▸ Task requirements
Go through the data below line by line and count those containing the word "NewVariant". Reply with the count only.
+ + + +
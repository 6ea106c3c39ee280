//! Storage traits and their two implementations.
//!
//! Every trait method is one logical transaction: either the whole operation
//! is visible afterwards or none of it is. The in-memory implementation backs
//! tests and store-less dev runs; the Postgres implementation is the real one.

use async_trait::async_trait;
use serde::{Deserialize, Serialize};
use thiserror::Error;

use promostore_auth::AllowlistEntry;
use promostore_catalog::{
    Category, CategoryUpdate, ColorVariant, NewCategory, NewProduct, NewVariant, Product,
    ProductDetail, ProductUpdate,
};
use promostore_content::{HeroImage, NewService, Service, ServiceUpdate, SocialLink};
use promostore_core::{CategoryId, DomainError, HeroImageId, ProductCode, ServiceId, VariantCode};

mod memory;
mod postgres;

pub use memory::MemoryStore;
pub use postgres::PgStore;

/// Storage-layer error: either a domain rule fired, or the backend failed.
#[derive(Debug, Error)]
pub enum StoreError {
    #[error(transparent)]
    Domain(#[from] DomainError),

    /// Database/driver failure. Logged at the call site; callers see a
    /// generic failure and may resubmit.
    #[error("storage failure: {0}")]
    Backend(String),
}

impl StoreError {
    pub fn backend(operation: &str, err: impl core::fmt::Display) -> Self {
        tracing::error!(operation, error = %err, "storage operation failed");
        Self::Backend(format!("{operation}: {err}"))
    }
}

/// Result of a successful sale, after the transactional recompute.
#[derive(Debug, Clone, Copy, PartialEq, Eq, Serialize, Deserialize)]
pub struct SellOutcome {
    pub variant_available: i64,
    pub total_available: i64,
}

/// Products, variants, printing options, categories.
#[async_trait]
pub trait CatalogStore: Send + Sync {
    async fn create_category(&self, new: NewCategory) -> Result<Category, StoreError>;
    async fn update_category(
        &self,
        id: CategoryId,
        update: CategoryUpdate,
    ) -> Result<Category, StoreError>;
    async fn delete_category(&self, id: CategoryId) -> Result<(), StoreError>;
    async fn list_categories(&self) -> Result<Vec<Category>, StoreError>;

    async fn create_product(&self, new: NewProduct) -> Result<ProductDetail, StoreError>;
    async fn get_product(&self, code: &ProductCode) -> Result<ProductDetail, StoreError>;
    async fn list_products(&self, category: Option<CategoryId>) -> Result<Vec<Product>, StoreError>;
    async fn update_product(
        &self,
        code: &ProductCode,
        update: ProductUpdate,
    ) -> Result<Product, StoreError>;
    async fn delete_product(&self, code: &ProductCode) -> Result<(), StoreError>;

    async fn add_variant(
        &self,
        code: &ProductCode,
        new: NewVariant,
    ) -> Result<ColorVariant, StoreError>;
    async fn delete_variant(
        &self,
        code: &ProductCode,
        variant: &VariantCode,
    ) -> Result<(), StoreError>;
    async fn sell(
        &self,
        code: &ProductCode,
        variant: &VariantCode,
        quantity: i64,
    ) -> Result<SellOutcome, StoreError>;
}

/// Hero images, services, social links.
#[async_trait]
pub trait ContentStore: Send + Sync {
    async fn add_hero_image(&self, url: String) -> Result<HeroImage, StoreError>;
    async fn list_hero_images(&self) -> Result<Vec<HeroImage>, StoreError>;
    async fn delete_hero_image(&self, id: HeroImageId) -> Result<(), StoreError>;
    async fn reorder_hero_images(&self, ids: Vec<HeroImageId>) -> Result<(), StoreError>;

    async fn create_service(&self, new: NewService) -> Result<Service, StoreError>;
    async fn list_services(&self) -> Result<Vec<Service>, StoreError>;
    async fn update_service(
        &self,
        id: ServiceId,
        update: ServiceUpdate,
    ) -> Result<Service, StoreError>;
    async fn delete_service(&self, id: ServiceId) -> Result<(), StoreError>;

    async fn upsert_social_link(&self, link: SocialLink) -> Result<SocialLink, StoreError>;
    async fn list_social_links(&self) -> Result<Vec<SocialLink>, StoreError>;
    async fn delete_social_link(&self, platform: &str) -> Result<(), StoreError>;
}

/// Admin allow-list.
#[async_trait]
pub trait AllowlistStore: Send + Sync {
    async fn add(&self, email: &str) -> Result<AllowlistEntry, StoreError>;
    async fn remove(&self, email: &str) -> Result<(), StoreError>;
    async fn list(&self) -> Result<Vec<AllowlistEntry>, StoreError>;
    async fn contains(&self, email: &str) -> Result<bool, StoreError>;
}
+ + + +
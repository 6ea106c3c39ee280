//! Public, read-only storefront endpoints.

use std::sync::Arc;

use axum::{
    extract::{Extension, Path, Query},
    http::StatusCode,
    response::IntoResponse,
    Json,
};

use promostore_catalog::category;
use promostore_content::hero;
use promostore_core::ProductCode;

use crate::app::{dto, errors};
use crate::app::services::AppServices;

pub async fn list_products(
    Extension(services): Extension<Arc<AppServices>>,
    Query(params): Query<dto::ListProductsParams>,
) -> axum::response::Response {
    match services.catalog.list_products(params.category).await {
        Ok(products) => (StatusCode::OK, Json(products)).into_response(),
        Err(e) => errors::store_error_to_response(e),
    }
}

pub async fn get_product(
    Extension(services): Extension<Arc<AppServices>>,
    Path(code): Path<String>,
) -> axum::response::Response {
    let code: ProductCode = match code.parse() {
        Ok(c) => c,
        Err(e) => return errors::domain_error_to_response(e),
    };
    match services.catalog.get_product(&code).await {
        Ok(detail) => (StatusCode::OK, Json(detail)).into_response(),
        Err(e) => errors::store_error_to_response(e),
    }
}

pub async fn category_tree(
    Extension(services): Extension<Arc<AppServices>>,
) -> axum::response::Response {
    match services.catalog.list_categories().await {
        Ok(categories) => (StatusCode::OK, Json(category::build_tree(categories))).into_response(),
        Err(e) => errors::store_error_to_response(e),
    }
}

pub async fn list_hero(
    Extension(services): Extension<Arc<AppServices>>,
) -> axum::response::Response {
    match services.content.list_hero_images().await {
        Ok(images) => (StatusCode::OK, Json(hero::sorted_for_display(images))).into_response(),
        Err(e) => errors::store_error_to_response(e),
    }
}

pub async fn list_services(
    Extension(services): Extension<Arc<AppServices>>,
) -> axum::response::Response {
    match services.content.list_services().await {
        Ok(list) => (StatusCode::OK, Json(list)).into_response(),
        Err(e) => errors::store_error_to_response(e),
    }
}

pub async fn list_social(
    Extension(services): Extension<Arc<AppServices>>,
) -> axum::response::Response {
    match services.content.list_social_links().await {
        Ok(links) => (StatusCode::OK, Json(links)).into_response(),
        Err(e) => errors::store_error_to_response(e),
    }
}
+ + + +
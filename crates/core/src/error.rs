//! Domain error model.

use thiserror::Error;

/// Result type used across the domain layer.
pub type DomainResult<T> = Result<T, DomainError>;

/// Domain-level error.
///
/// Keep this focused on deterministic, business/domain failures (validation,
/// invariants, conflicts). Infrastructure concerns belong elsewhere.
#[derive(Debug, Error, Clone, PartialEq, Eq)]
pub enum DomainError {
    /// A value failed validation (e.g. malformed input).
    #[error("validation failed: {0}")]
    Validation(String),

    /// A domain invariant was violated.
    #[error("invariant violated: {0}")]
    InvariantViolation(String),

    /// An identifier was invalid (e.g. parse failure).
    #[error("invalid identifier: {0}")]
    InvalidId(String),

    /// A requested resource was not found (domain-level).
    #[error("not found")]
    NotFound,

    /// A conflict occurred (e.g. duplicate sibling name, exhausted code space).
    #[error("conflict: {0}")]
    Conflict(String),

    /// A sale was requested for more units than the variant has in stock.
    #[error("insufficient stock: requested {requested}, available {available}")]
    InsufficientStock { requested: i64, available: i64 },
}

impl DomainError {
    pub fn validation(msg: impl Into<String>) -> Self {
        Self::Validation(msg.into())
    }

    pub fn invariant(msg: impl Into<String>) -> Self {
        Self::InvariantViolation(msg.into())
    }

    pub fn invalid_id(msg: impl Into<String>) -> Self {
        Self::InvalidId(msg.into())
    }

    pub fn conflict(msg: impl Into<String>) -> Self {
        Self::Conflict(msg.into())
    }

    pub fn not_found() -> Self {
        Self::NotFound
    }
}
+ + + +
▸ Output of the task
2